Please copy exactly the lines that run from the start of the entries to the line containing "- leaves are", inclusive.

[Dataset excerpts]
════════════════════

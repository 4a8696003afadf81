// src/expr.rs
//! Keyword-logic compiler: lexer, bracket parser and DNF expansion.
//!
//! Grammar (informal):
//! - leaves are bare words (`poverty`) or double-quoted phrases (`"mental health"`)
//! - `AND` / `OR` join siblings inside one group, never both in the same group
//! - `( ... )` groups; the whole input is treated as one implicit outer group
//! - juxtaposed operands (`a b`) are an implicit `AND`
//!
//! `compile` returns the expression as an OR of clauses, each clause being an
//! AND of keywords. OR concatenates alternatives in order; AND takes the
//! Cartesian product of its children with the first child varying slowest.

use once_cell::sync::Lazy;
use regex::Regex;
use serde::Serialize;
use std::fmt;

/// Maximum group nesting accepted by the parser.
pub const MAX_DEPTH: usize = 64;
/// Upper bound on the number of clauses a single expression may expand to.
pub const MAX_CLAUSES: usize = 4096;

static RE_TOKEN: Lazy<Regex> =
    Lazy::new(|| Regex::new(r#"\(|\)|"[^"]*"?|[^\s()"]+"#).expect("expression token regex"));

#[derive(Debug, Clone, Copy, PartialEq, Eq, Hash)]
pub enum Op {
    And,
    Or,
}

impl fmt::Display for Op {
    fn fmt(&self, f: &mut fmt::Formatter<'_>) -> fmt::Result {
        match self {
            Op::And => f.write_str("AND"),
            Op::Or => f.write_str("OR"),
        }
    }
}

/// Parsed keyword expression. Single-child groups are collapsed while parsing,
/// so every `Group` has at least two children.
#[derive(Debug, Clone, PartialEq, Eq)]
pub enum Expr {
    Leaf(String),
    Group(Op, Vec<Expr>),
}

#[derive(Debug, Clone, PartialEq, Eq, thiserror::Error)]
pub enum ExprError {
    #[error("empty keyword expression")]
    Empty,
    #[error("unbalanced parentheses in `{expression}`: `(` at byte {at} is never closed")]
    UnclosedGroup { expression: String, at: usize },
    #[error("unbalanced parentheses in `{expression}`: unexpected `)` at byte {at}")]
    UnexpectedClose { expression: String, at: usize },
    #[error("unterminated quoted phrase in `{expression}` at byte {at}")]
    UnterminatedQuote { expression: String, at: usize },
    #[error("empty quoted phrase in `{expression}` at byte {at}")]
    EmptyPhrase { expression: String, at: usize },
    #[error("empty group `()` in `{expression}` at byte {at}")]
    EmptyGroup { expression: String, at: usize },
    #[error("dangling `{operator}` in `{expression}` at byte {at}")]
    DanglingOperator {
        expression: String,
        operator: Op,
        at: usize,
    },
    #[error("check bracketing, cannot have both AND and OR in the same group: `{group}`")]
    MixedOperators { group: String },
    #[error("expression nests deeper than {max} groups")]
    TooDeep { max: usize },
    #[error("expression expands to more than {max} clauses")]
    TooManyClauses { max: usize },
}

impl ExprError {
    /// True for syntax failures (brackets, quotes, operator placement).
    /// Mixed operators and expansion limits are semantic errors.
    pub fn is_parse_error(&self) -> bool {
        !matches!(
            self,
            ExprError::MixedOperators { .. }
                | ExprError::TooDeep { .. }
                | ExprError::TooManyClauses { .. }
        )
    }
}

/// One conjunctive term of the compiled expression: every keyword must be present.
#[derive(Debug, Clone, PartialEq, Eq, Hash, PartialOrd, Ord, Serialize)]
#[serde(transparent)]
pub struct Clause(Vec<String>);

impl Clause {
    pub fn new<I, S>(keywords: I) -> Self
    where
        I: IntoIterator<Item = S>,
        S: Into<String>,
    {
        Self(keywords.into_iter().map(Into::into).collect())
    }

    pub fn keywords(&self) -> &[String] {
        &self.0
    }

    pub fn len(&self) -> usize {
        self.0.len()
    }

    pub fn is_empty(&self) -> bool {
        self.0.is_empty()
    }

    /// Case-sensitive substring containment for every keyword. No tokenization,
    /// so `income` also matches inside `incomes`.
    pub fn matches(&self, text: &str) -> bool {
        self.0.iter().all(|k| text.contains(k.as_str()))
    }
}

impl fmt::Display for Clause {
    fn fmt(&self, f: &mut fmt::Formatter<'_>) -> fmt::Result {
        for (i, k) in self.0.iter().enumerate() {
            if i > 0 {
                f.write_str(" AND ")?;
            }
            if k.contains(char::is_whitespace) {
                write!(f, "\"{k}\"")?;
            } else {
                f.write_str(k)?;
            }
        }
        Ok(())
    }
}

/* ----------------------------
Lexer
---------------------------- */

#[derive(Debug, Clone, PartialEq, Eq)]
enum TokenKind {
    Open,
    Close,
    Op(Op),
    Word(String),
}

#[derive(Debug, Clone)]
struct Token {
    kind: TokenKind,
    start: usize,
    end: usize,
}

fn lex(input: &str) -> Result<Vec<Token>, ExprError> {
    let mut out = Vec::new();
    for m in RE_TOKEN.find_iter(input) {
        let raw = m.as_str();
        let kind = match raw {
            "(" => TokenKind::Open,
            ")" => TokenKind::Close,
            "AND" => TokenKind::Op(Op::And),
            "OR" => TokenKind::Op(Op::Or),
            _ if raw.starts_with('"') => {
                if raw.len() < 2 || !raw.ends_with('"') {
                    return Err(ExprError::UnterminatedQuote {
                        expression: input.to_string(),
                        at: m.start(),
                    });
                }
                let phrase = &raw[1..raw.len() - 1];
                if phrase.trim().is_empty() {
                    return Err(ExprError::EmptyPhrase {
                        expression: input.to_string(),
                        at: m.start(),
                    });
                }
                TokenKind::Word(phrase.to_string())
            }
            _ => TokenKind::Word(raw.to_string()),
        };
        out.push(Token {
            kind,
            start: m.start(),
            end: m.end(),
        });
    }
    Ok(out)
}

/* ----------------------------
Parser
---------------------------- */

struct Parser<'a> {
    input: &'a str,
    tokens: Vec<Token>,
    pos: usize,
}

impl<'a> Parser<'a> {
    /// Parse one group. `open` is the byte offset of its `(`, or `None` for the
    /// implicit outer group. Consumes the matching `)`.
    fn group(&mut self, open: Option<usize>, depth: usize) -> Result<Expr, ExprError> {
        if depth > MAX_DEPTH {
            return Err(ExprError::TooDeep { max: MAX_DEPTH });
        }

        let mut children: Vec<Expr> = Vec::new();
        let mut op: Option<Op> = None;
        let mut mixed = false;
        // Pending explicit operator with its byte offset, waiting for a right operand.
        let mut pending: Option<(Op, usize)> = None;
        let group_start = open.unwrap_or(0);
        let mut group_end = self.input.len();

        loop {
            let Some(tok) = self.tokens.get(self.pos).cloned() else {
                if let Some(at) = open {
                    return Err(ExprError::UnclosedGroup {
                        expression: self.input.to_string(),
                        at,
                    });
                }
                break;
            };
            self.pos += 1;

            let operand = match tok.kind {
                TokenKind::Close => {
                    if open.is_none() {
                        return Err(ExprError::UnexpectedClose {
                            expression: self.input.to_string(),
                            at: tok.start,
                        });
                    }
                    group_end = tok.end;
                    break;
                }
                TokenKind::Op(o) => {
                    if children.is_empty() || pending.is_some() {
                        return Err(ExprError::DanglingOperator {
                            expression: self.input.to_string(),
                            operator: o,
                            at: tok.start,
                        });
                    }
                    pending = Some((o, tok.start));
                    continue;
                }
                TokenKind::Open => self.group(Some(tok.start), depth + 1)?,
                TokenKind::Word(w) => Expr::Leaf(w),
            };

            if !children.is_empty() {
                // Juxtaposition counts as AND for the uniformity check.
                let joined_by = pending.take().map(|(o, _)| o).unwrap_or(Op::And);
                match op {
                    None => op = Some(joined_by),
                    Some(prev) if prev != joined_by => mixed = true,
                    Some(_) => {}
                }
            }
            children.push(operand);
        }

        if let Some((operator, at)) = pending {
            return Err(ExprError::DanglingOperator {
                expression: self.input.to_string(),
                operator,
                at,
            });
        }
        if mixed {
            return Err(ExprError::MixedOperators {
                group: self.input[group_start..group_end].trim().to_string(),
            });
        }

        match children.len() {
            0 => Err(match open {
                Some(at) => ExprError::EmptyGroup {
                    expression: self.input.to_string(),
                    at,
                },
                None => ExprError::Empty,
            }),
            1 => Ok(children.remove(0)),
            _ => Ok(Expr::Group(op.unwrap_or(Op::And), children)),
        }
    }
}

/// Parse an expression into its tagged tree.
pub fn parse(expression: &str) -> Result<Expr, ExprError> {
    let tokens = lex(expression)?;
    if tokens.is_empty() {
        return Err(ExprError::Empty);
    }
    let mut parser = Parser {
        input: expression,
        tokens,
        pos: 0,
    };
    parser.group(None, 0)
}

/* ----------------------------
DNF expansion
---------------------------- */

impl Expr {
    /// Expand into DNF clauses.
    pub fn unroll(&self) -> Result<Vec<Clause>, ExprError> {
        Ok(unroll(self)?.into_iter().map(Clause).collect())
    }
}

fn unroll(expr: &Expr) -> Result<Vec<Vec<String>>, ExprError> {
    match expr {
        Expr::Leaf(k) => Ok(vec![vec![k.clone()]]),
        Expr::Group(Op::Or, children) => {
            let mut out = Vec::new();
            for child in children {
                out.extend(unroll(child)?);
                if out.len() > MAX_CLAUSES {
                    return Err(ExprError::TooManyClauses { max: MAX_CLAUSES });
                }
            }
            Ok(out)
        }
        Expr::Group(Op::And, children) => {
            let mut acc: Vec<Vec<String>> = vec![Vec::new()];
            for child in children {
                let alts = unroll(child)?;
                if acc.len().saturating_mul(alts.len()) > MAX_CLAUSES {
                    return Err(ExprError::TooManyClauses { max: MAX_CLAUSES });
                }
                let mut next = Vec::with_capacity(acc.len() * alts.len());
                for prefix in &acc {
                    for alt in &alts {
                        let mut clause = prefix.clone();
                        clause.extend(alt.iter().cloned());
                        next.push(clause);
                    }
                }
                acc = next;
            }
            Ok(acc)
        }
    }
}

/// Compile a keyword expression into DNF clauses (OR of ANDs).
///
/// ```
/// use qaly_curator::expr::{compile, Clause};
///
/// let clauses = compile("climate AND (change OR crisis)").unwrap();
/// assert_eq!(
///     clauses,
///     vec![Clause::new(["climate", "change"]), Clause::new(["climate", "crisis"])]
/// );
/// ```
pub fn compile(expression: &str) -> Result<Vec<Clause>, ExprError> {
    parse(expression)?.unroll()
}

════════════════════

> Written solution
repository 4a8696003afadf81
// src/expr.rs
//! Keyword-logic compiler: lexer, bracket parser and DNF expansion.
//!
//! Grammar (informal):
//! - leaves are bare words (`poverty`) or double-quoted phrases (`"mental health"`)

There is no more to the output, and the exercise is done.